EXERCISE OBJECTIVE ▸ Write out every single entry exactly.

DATA PROVIDED ▸

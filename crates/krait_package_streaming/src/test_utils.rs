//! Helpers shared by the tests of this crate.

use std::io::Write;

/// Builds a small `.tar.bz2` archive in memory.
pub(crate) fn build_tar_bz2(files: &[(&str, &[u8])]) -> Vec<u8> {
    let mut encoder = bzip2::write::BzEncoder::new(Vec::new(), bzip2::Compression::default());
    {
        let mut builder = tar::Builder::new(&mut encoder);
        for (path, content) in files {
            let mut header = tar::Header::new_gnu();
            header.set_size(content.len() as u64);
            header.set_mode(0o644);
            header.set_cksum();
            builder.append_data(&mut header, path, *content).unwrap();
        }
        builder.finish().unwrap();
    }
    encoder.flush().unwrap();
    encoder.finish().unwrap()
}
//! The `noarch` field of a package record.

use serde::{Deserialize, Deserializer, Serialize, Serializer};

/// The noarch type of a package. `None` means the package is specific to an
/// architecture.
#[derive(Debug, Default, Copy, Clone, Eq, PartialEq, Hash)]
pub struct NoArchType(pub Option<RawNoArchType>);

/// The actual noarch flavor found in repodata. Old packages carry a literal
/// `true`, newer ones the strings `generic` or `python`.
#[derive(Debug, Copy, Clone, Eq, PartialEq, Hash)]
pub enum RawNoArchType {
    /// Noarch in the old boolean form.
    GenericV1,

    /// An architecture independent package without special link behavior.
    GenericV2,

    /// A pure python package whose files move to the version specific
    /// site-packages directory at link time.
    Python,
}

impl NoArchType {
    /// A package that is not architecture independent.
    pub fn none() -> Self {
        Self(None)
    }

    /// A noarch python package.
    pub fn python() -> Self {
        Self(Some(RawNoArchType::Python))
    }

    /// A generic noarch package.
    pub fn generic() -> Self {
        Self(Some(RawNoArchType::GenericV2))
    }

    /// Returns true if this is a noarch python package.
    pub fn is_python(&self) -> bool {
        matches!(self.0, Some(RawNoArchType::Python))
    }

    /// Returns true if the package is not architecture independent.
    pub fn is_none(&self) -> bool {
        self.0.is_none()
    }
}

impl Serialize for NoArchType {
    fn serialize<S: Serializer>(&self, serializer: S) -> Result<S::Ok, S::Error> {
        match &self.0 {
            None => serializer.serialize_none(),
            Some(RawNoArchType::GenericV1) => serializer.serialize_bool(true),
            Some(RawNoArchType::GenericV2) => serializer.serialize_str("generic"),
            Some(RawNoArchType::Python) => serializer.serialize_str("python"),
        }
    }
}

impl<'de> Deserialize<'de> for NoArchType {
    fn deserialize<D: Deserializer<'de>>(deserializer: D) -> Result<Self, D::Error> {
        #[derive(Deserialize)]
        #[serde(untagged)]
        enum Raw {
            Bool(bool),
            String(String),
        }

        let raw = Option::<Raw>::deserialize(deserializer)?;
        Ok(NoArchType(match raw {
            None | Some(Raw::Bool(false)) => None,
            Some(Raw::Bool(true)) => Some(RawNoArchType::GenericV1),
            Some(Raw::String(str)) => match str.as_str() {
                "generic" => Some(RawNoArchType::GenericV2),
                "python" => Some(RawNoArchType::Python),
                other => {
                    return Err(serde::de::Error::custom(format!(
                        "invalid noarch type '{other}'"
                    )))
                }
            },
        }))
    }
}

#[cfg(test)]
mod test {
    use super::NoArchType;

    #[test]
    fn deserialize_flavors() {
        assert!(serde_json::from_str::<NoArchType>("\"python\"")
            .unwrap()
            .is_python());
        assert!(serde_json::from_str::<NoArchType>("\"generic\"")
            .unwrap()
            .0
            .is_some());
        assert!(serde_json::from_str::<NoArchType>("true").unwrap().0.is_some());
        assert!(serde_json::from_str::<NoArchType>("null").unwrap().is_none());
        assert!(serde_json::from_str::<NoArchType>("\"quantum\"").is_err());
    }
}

RESPONSE TO THE TASK ▸
filename crates/krait_package_streaming/src/test_utils.rs
//! Helpers shared by the tests of this crate.

use std::io::Write;

/// Builds a small `.tar.bz2` archive in memory.
pub(crate) fn build_tar_bz2(files: &[(&str, &[u8])]) -> Vec<u8> {
    let mut encoder = bzip2::write::BzEncoder::new(Vec::new(), bzip2::Compression::default());
    {
        let mut builder = tar::Builder::new(&mut encoder);
        for (path, content) in files {
            let mut header = tar::Header::new_gnu();
            header.set_size(content.len() as u64);
            header.set_mode(0o644);
            header.set_cksum();
            builder.append_data(&mut header, path, *content).unwrap();
        }
        builder.finish().unwrap();
    }
    encoder.flush().unwrap();
    encoder.finish().unwrap()
}
//! The `noarch` field of a package record.

use serde::{Deserialize, Deserializer, Serialize, Serializer};

/// The noarch type of a package. `None` means the package is specific to an
/// architecture.
#[derive(Debug, Default, Copy, Clone, Eq, PartialEq, Hash)]
pub struct NoArchType(pub Option<RawNoArchType>);

/// The actual noarch flavor found in repodata. Old packages carry a literal
/// `true`, newer ones the strings `generic` or `python`.
#[derive(Debug, Copy, Clone, Eq, PartialEq, Hash)]
pub enum RawNoArchType {
    /// Noarch in the old boolean form.
    GenericV1,

    /// An architecture independent package without special link behavior.
    GenericV2,

    /// A pure python package whose files move to the version specific
    /// site-packages directory at link time.
    Python,
}

impl NoArchType {
    /// A package that is not architecture independent.
    pub fn none() -> Self {
        Self(None)
    }

    /// A noarch python package.
    pub fn python() -> Self {
        Self(Some(RawNoArchType::Python))
    }

    /// A generic noarch package.
    pub fn generic() -> Self {
        Self(Some(RawNoArchType::GenericV2))
    }

    /// Returns true if this is a noarch python package.
    pub fn is_python(&self) -> bool {
        matches!(self.0, Some(RawNoArchType::Python))
    }

    /// Returns true if the package is not architecture independent.
    pub fn is_none(&self) -> bool {
        self.0.is_none()
    }
}

impl Serialize for NoArchType {
    fn serialize<S: Serializer>(&self, serializer: S) -> Result<S::Ok, S::Error> {
        match &self.0 {
            None => serializer.serialize_none(),
            Some(RawNoArchType::GenericV1) => serializer.serialize_bool(true),
            Some(RawNoArchType::GenericV2) => serializer.serialize_str("generic"),
            Some(RawNoArchType::Python) => serializer.serialize_str("python"),
        }
    }
}

impl<'de> Deserialize<'de> for NoArchType {
    fn deserialize<D: Deserializer<'de>>(deserializer: D) -> Result<Self, D::Error> {
        #[derive(Deserialize)]
        #[serde(untagged)]
        enum Raw {
            Bool(bool),
            String(String),
        }

        let raw = Option::<Raw>::deserialize(deserializer)?;
        Ok(NoArchType(match raw {
            None | Some(Raw::Bool(false)) => None,
            Some(Raw::Bool(true)) => Some(RawNoArchType::GenericV1),
            Some(Raw::String(str)) => match str.as_str() {
                "generic" => Some(RawNoArchType::GenericV2),
                "python" => Some(RawNoArchType::Python),
                other => {
                    return Err(serde::de::Error::custom(format!(
                        "invalid noarch type '{other}'"
                    )))
                }
            },
        }))
    }
}

#[cfg(test)]
mod test {
    use super::NoArchType;

    #[test]
    fn deserialize_flavors() {
        assert!(serde_json::from_str::<NoArchType>("\"python\"")
            .unwrap()
            .is_python());
        assert!(serde_json::from_str::<NoArchType>("\"generic\"")
            .unwrap()
            .0
            .is_some());
        assert!(serde_json::from_str::<NoArchType>("true").unwrap().0.is_some());
        assert!(serde_json::from_str::<NoArchType>("null").unwrap().is_none());
        assert!(serde_json::from_str::<NoArchType>("\"quantum\"").is_err());
    }
}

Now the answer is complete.